** Opening Given records block **

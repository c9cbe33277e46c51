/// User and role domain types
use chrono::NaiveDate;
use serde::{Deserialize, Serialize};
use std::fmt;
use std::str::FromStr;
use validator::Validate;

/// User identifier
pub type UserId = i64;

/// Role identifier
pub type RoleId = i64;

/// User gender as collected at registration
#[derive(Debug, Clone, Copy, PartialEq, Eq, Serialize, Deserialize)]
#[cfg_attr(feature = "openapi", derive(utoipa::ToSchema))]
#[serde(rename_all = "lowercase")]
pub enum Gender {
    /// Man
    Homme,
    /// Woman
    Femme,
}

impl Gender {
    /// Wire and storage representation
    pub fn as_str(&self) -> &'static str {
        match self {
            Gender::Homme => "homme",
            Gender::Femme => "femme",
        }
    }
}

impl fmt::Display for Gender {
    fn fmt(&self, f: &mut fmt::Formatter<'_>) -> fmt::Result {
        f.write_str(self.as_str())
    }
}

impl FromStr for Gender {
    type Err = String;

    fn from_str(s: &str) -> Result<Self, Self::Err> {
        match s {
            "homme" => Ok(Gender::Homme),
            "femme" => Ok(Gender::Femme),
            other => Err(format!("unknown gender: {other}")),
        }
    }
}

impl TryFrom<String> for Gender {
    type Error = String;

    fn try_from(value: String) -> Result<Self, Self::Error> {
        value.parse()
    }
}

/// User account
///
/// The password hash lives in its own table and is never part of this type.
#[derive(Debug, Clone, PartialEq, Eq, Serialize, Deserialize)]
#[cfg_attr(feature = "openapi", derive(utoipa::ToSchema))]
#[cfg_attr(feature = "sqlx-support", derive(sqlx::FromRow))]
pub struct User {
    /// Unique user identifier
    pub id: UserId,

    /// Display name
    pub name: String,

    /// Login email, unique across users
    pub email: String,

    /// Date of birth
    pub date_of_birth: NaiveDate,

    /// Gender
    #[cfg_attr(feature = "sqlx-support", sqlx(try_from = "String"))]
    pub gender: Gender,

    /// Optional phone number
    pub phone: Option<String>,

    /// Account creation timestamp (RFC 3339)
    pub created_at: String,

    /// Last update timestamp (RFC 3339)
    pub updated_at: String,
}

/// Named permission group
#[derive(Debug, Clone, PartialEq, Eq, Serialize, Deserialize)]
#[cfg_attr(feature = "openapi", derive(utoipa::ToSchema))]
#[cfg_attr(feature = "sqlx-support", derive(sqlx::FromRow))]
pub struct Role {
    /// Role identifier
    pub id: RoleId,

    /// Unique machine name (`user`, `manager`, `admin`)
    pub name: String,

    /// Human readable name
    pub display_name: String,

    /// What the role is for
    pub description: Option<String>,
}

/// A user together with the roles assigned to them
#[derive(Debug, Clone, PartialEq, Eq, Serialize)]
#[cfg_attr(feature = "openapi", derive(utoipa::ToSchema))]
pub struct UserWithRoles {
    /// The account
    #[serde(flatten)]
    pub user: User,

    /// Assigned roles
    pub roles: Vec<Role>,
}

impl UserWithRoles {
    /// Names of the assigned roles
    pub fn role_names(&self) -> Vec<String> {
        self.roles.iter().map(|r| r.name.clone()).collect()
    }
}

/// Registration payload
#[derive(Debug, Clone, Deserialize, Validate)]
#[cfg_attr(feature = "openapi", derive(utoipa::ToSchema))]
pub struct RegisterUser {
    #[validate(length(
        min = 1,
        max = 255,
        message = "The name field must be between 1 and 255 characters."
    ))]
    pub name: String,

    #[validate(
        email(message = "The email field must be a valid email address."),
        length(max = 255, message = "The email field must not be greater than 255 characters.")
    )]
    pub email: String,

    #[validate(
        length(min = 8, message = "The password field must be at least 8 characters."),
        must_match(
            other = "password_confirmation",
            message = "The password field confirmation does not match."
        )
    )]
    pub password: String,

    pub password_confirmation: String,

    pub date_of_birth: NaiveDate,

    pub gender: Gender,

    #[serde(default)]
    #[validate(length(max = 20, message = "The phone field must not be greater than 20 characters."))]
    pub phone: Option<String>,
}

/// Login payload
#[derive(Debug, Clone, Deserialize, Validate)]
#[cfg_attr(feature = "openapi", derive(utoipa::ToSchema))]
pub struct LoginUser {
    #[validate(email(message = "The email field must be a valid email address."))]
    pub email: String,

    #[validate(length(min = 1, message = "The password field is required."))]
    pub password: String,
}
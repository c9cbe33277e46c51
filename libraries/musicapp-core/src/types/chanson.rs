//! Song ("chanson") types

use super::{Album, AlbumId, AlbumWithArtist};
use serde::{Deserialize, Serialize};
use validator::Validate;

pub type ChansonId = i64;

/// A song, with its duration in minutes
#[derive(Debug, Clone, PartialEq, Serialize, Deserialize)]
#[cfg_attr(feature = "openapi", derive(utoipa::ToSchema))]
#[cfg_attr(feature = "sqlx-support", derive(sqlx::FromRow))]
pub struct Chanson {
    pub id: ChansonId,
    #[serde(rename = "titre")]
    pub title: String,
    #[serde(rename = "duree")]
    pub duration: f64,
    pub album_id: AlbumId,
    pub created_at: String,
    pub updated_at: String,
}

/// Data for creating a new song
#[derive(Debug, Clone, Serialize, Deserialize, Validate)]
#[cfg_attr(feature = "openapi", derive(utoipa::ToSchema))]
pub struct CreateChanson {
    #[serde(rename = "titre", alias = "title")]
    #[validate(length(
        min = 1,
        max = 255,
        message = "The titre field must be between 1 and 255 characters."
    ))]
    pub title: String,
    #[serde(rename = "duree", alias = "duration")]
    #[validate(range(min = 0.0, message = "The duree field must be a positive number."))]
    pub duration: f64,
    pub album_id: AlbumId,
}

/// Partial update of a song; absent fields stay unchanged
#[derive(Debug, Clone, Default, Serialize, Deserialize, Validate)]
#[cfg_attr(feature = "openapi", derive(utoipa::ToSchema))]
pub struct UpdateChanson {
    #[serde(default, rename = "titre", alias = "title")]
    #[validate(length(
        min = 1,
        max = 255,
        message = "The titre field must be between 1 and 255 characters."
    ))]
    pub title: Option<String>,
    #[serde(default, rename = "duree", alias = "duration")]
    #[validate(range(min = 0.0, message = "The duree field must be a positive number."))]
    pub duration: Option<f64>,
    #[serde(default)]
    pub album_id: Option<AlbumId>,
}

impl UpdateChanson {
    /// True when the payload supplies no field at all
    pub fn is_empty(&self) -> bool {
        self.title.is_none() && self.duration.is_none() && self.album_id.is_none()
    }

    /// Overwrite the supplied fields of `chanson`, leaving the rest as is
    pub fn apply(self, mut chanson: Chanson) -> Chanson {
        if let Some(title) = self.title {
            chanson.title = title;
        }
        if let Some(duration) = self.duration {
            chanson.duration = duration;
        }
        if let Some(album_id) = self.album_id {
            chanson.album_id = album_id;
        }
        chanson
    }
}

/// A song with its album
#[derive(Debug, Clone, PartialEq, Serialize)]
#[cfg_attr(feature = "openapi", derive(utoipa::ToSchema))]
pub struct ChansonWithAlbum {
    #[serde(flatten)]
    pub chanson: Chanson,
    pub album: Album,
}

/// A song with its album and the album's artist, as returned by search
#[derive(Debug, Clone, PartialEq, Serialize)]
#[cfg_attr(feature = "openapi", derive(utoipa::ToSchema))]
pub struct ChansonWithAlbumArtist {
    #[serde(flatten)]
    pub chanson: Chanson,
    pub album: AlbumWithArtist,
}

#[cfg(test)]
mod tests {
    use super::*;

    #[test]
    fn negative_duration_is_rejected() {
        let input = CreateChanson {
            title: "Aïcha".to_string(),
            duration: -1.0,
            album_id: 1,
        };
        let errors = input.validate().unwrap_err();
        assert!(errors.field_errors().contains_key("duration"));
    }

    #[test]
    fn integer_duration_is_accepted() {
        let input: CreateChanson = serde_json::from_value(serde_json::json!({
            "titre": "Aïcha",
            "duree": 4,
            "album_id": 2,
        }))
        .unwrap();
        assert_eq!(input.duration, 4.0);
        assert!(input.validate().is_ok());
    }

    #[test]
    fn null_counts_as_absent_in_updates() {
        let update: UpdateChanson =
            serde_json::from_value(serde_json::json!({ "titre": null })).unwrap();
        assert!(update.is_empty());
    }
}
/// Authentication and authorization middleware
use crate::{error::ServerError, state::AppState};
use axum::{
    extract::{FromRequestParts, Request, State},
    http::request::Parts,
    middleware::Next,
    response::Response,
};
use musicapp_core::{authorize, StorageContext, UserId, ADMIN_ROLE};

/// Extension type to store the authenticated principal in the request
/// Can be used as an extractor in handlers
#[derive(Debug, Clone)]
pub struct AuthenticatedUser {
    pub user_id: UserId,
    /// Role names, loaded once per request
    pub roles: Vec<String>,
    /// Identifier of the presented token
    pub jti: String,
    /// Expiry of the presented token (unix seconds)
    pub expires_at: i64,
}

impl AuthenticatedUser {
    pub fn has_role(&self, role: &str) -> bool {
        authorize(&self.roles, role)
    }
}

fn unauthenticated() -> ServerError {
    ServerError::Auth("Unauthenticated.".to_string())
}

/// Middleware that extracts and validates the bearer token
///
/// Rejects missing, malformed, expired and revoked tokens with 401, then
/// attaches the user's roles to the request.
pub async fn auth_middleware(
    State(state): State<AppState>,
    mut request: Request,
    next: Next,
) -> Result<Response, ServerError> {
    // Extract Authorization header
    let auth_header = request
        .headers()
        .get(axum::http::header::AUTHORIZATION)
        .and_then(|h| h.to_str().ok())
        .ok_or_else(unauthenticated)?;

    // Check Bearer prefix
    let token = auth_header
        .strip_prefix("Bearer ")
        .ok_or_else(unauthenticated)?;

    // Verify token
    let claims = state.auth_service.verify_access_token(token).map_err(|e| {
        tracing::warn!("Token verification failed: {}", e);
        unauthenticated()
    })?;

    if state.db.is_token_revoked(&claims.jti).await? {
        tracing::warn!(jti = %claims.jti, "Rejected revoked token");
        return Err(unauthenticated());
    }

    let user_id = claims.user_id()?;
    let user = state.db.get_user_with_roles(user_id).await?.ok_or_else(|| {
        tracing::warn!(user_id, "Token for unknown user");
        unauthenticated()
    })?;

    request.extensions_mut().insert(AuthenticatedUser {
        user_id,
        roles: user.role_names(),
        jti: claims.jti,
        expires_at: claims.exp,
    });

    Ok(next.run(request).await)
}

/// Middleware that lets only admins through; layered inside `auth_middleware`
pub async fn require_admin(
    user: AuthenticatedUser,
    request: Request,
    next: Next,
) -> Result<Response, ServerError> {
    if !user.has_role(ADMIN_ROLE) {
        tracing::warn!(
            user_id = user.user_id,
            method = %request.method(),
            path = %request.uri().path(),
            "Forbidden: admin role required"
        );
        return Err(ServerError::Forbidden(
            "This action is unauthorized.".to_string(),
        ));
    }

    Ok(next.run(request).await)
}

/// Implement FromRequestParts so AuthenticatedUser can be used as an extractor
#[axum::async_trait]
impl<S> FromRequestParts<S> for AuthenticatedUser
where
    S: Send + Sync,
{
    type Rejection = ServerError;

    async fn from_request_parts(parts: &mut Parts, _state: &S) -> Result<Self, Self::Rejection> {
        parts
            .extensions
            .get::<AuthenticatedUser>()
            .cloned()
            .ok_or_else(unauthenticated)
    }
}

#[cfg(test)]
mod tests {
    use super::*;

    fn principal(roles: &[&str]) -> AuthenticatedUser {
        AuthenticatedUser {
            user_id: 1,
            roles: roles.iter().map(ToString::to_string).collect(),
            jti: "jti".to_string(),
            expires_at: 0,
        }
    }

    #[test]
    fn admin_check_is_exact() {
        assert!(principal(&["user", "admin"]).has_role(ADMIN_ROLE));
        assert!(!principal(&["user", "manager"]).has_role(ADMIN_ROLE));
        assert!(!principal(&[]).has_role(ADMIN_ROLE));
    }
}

** Closing Given records block **
** Opening Given records block **

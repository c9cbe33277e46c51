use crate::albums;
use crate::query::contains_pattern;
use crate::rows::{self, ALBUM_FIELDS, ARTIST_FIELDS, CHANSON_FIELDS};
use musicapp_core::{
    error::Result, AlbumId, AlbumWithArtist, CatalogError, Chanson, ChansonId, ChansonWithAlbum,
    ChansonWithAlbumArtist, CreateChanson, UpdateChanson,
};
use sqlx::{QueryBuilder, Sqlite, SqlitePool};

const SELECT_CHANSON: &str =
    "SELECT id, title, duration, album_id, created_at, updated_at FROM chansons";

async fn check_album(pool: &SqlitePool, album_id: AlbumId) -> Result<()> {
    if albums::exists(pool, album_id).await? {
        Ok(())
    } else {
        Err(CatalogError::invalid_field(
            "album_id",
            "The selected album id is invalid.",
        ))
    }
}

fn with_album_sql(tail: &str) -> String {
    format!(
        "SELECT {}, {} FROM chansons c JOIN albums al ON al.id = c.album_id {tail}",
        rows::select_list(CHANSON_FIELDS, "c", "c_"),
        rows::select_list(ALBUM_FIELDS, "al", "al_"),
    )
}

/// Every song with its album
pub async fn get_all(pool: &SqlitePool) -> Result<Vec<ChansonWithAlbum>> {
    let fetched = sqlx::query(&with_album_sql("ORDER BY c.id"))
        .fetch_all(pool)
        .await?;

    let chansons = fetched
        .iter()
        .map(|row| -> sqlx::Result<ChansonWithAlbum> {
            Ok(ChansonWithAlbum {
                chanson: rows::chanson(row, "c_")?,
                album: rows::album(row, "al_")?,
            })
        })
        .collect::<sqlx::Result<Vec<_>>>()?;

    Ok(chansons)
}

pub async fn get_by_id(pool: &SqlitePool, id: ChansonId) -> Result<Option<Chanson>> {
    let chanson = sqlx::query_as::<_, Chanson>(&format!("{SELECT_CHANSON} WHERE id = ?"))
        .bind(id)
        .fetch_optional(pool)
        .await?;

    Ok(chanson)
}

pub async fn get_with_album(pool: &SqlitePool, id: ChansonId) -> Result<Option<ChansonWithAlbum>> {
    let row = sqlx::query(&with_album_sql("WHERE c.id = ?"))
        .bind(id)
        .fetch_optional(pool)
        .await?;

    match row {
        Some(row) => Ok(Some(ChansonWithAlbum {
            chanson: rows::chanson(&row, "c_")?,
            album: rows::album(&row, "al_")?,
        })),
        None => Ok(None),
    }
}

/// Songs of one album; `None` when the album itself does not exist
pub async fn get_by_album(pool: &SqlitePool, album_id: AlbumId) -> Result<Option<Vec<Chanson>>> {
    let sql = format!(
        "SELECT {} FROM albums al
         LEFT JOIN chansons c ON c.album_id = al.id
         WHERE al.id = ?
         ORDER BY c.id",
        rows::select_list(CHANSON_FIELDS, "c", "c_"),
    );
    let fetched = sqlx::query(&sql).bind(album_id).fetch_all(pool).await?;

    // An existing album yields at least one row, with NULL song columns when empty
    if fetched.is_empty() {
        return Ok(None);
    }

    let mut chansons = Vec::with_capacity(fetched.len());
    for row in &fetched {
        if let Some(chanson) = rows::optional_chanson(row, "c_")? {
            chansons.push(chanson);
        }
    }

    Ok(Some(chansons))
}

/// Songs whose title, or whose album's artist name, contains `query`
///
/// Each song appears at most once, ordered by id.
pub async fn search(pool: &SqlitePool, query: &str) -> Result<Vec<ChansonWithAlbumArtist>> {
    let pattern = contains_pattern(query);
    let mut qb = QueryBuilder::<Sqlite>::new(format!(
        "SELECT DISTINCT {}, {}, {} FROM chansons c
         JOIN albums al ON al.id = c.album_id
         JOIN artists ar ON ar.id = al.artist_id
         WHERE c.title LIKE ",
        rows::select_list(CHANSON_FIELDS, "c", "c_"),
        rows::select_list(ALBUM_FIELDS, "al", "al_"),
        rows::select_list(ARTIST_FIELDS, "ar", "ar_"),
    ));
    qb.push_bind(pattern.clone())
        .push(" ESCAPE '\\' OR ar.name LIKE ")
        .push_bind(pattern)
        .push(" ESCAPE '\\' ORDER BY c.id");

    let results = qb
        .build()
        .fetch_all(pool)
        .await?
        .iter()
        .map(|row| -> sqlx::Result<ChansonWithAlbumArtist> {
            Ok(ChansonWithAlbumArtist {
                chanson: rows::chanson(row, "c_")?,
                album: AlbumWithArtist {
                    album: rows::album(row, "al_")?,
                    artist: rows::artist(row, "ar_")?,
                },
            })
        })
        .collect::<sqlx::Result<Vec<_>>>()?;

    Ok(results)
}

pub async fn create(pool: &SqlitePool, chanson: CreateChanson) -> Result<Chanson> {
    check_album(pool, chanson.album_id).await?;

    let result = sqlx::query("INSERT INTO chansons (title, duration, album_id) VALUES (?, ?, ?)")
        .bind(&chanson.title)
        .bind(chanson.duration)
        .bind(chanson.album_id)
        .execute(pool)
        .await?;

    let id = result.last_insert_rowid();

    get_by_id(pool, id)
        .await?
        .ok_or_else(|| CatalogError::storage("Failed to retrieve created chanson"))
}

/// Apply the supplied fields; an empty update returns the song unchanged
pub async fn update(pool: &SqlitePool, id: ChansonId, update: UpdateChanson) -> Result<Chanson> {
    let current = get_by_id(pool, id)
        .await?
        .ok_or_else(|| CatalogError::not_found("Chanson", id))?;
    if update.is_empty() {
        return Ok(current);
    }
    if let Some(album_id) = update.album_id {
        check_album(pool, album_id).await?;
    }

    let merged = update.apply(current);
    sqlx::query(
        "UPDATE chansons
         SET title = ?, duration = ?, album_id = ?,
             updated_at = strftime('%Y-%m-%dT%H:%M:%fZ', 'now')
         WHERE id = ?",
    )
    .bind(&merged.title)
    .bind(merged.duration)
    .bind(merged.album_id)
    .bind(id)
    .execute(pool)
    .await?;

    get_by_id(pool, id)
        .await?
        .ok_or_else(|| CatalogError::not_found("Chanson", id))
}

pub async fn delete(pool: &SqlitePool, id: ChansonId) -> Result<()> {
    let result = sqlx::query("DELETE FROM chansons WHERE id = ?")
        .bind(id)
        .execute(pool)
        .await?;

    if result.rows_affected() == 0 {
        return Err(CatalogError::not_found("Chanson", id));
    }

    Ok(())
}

** Closing Given records block **

**Assignment:**
Could you return exactly the lines above from the line with "Optional phone number" to the line with "#[derive(Debug, Clone, PartialEq, Eq, Serialize)]", both included, and nothing else?

**Answer box:**
    /// Optional phone number
    pub phone: Option<String>,

    /// Account creation timestamp (RFC 3339)
    pub created_at: String,

    /// Last update timestamp (RFC 3339)
    pub updated_at: String,
}

/// Named permission group
#[derive(Debug, Clone, PartialEq, Eq, Serialize, Deserialize)]
#[cfg_attr(feature = "openapi", derive(utoipa::ToSchema))]
#[cfg_attr(feature = "sqlx-support", derive(sqlx::FromRow))]
pub struct Role {
    /// Role identifier
    pub id: RoleId,

    /// Unique machine name (`user`, `manager`, `admin`)
    pub name: String,

    /// Human readable name
    pub display_name: String,

    /// What the role is for
    pub description: Option<String>,
}

/// A user together with the roles assigned to them
#[derive(Debug, Clone, PartialEq, Eq, Serialize)]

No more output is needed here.